* Work task *
Among the entries below, one line contains "assert_ne!(a, c);" and another contains "tests model separate". Transcribe those two lines and every line between them, exactly.
Data records section start
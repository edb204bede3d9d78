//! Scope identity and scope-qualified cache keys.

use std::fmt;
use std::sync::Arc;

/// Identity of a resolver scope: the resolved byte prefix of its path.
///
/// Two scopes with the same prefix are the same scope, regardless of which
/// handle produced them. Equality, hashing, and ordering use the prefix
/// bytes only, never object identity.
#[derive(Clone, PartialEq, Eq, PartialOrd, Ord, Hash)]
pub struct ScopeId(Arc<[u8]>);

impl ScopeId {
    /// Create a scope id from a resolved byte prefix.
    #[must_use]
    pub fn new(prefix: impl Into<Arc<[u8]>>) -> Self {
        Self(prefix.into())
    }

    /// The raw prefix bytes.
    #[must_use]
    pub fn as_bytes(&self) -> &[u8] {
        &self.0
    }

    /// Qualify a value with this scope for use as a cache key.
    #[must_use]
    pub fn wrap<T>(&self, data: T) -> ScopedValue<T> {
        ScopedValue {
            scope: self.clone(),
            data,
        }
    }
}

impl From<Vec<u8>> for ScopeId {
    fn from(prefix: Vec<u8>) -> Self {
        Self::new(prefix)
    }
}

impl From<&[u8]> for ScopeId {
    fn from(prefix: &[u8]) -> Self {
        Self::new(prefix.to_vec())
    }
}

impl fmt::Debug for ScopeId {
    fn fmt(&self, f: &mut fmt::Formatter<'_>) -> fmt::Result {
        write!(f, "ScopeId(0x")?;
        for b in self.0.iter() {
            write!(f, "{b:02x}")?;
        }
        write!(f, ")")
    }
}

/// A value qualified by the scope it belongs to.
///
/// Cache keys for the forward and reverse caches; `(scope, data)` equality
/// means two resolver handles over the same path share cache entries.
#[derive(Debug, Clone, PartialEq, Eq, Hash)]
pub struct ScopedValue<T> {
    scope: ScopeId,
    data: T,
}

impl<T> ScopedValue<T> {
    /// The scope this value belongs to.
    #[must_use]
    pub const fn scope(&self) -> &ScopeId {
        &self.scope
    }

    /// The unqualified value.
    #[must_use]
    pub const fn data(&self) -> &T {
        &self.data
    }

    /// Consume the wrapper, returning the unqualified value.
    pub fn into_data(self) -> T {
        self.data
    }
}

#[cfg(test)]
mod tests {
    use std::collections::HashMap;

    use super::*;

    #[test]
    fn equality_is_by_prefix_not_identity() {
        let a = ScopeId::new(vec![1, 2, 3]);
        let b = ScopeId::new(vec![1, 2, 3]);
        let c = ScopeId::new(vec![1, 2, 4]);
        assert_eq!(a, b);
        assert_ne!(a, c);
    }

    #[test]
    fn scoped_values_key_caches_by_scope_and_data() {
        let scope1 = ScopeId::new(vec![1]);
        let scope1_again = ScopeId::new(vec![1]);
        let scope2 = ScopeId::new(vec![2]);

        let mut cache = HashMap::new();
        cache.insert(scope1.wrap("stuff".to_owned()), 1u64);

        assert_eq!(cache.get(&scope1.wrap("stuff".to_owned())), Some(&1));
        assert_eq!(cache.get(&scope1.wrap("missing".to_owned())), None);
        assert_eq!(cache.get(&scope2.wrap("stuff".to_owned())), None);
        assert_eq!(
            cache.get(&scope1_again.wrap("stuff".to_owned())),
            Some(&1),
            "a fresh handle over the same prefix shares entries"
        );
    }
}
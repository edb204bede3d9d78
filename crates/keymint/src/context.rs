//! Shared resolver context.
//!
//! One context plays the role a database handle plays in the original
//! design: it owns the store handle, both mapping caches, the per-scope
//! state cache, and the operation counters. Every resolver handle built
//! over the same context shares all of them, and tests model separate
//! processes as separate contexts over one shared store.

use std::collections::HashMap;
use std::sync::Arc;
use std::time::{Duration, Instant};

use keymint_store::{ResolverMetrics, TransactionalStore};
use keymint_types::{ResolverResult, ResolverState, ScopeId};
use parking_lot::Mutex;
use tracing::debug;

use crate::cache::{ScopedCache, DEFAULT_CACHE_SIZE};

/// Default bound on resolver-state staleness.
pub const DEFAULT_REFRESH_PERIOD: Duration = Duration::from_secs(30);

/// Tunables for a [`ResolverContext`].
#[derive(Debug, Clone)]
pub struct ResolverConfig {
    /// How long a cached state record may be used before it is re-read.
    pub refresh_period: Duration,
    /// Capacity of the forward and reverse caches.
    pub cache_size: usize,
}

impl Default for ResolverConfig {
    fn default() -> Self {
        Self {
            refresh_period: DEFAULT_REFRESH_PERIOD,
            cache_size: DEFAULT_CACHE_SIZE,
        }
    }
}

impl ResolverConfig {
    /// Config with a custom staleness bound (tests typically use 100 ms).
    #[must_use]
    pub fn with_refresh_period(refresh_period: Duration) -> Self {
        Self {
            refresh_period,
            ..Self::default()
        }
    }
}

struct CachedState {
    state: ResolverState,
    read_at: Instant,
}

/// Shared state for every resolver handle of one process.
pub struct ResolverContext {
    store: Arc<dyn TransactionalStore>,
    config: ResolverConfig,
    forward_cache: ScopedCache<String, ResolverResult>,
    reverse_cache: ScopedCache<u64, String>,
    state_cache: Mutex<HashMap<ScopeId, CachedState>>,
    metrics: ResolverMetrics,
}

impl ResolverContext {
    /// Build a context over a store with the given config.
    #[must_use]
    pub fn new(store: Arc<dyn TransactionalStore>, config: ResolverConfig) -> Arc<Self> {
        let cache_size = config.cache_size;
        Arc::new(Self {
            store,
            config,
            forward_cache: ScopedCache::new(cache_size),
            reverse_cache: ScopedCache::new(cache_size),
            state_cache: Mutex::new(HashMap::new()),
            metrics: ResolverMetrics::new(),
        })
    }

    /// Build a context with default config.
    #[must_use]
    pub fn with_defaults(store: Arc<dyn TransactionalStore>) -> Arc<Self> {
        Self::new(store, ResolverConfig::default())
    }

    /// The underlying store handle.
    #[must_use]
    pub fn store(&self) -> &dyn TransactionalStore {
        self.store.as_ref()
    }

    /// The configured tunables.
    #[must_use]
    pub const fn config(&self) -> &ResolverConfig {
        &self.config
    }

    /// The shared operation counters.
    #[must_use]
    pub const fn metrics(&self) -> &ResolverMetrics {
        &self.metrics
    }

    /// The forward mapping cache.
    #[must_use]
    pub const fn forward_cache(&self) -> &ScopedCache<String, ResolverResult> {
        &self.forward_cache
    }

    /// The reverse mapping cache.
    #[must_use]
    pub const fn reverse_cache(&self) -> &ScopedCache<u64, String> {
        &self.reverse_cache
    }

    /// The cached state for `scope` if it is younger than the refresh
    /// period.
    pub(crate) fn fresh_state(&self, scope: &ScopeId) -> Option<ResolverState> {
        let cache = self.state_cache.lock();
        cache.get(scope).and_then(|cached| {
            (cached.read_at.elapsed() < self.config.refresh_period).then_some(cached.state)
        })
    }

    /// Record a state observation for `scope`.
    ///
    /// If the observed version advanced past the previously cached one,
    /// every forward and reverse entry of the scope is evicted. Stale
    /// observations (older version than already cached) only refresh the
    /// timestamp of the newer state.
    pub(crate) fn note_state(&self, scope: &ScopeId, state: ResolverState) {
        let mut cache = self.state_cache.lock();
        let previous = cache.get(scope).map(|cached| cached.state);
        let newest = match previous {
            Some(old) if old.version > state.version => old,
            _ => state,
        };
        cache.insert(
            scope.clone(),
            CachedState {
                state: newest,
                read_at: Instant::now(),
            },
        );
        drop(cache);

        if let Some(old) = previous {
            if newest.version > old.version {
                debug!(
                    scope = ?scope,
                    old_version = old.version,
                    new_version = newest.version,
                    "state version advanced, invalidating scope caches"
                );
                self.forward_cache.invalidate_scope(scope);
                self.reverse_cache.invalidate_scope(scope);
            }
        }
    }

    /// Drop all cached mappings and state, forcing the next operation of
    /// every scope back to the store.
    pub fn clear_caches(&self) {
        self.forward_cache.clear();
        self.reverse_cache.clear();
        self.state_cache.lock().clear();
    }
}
Data records section end
Data records section start
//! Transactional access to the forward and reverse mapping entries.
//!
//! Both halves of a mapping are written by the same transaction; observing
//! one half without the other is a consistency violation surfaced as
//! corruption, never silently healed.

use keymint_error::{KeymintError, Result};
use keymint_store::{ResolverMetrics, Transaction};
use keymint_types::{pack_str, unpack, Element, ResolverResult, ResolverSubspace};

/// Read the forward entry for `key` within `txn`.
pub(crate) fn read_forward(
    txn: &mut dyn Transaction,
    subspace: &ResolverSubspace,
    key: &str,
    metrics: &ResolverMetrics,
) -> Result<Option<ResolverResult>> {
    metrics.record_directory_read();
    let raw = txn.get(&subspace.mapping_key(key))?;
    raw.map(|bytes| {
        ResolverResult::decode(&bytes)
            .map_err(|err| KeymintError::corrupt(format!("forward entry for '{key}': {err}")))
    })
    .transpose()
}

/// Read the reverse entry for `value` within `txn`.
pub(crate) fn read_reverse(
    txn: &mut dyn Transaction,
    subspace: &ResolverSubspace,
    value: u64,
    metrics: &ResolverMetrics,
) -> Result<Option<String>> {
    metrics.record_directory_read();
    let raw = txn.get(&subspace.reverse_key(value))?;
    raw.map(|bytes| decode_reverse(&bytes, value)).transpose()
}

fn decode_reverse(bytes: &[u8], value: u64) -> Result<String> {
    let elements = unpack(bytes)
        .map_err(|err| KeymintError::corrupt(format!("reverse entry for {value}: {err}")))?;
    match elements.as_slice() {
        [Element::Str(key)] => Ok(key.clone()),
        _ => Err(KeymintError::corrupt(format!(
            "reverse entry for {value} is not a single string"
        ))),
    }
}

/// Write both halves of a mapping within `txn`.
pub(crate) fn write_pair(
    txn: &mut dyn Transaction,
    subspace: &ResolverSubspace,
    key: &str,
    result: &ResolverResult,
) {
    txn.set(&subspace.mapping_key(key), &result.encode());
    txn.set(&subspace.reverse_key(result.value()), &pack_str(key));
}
Data records section end
* Task output *
        assert_ne!(a, c);
    }

    #[test]
    fn scoped_values_key_caches_by_scope_and_data() {
        let scope1 = ScopeId::new(vec![1]);
        let scope1_again = ScopeId::new(vec![1]);
        let scope2 = ScopeId::new(vec![2]);

        let mut cache = HashMap::new();
        cache.insert(scope1.wrap("stuff".to_owned()), 1u64);

        assert_eq!(cache.get(&scope1.wrap("stuff".to_owned())), Some(&1));
        assert_eq!(cache.get(&scope1.wrap("missing".to_owned())), None);
        assert_eq!(cache.get(&scope2.wrap("stuff".to_owned())), None);
        assert_eq!(
            cache.get(&scope1_again.wrap("stuff".to_owned())),
            Some(&1),
            "a fresh handle over the same prefix shares entries"
        );
    }
}
repository edb204bede3d9d78
filename crates/keymint/src/context.rs
//! Shared resolver context.
//!
//! One context plays the role a database handle plays in the original
//! design: it owns the store handle, both mapping caches, the per-scope
//! state cache, and the operation counters. Every resolver handle built
//! over the same context shares all of them, and tests model separate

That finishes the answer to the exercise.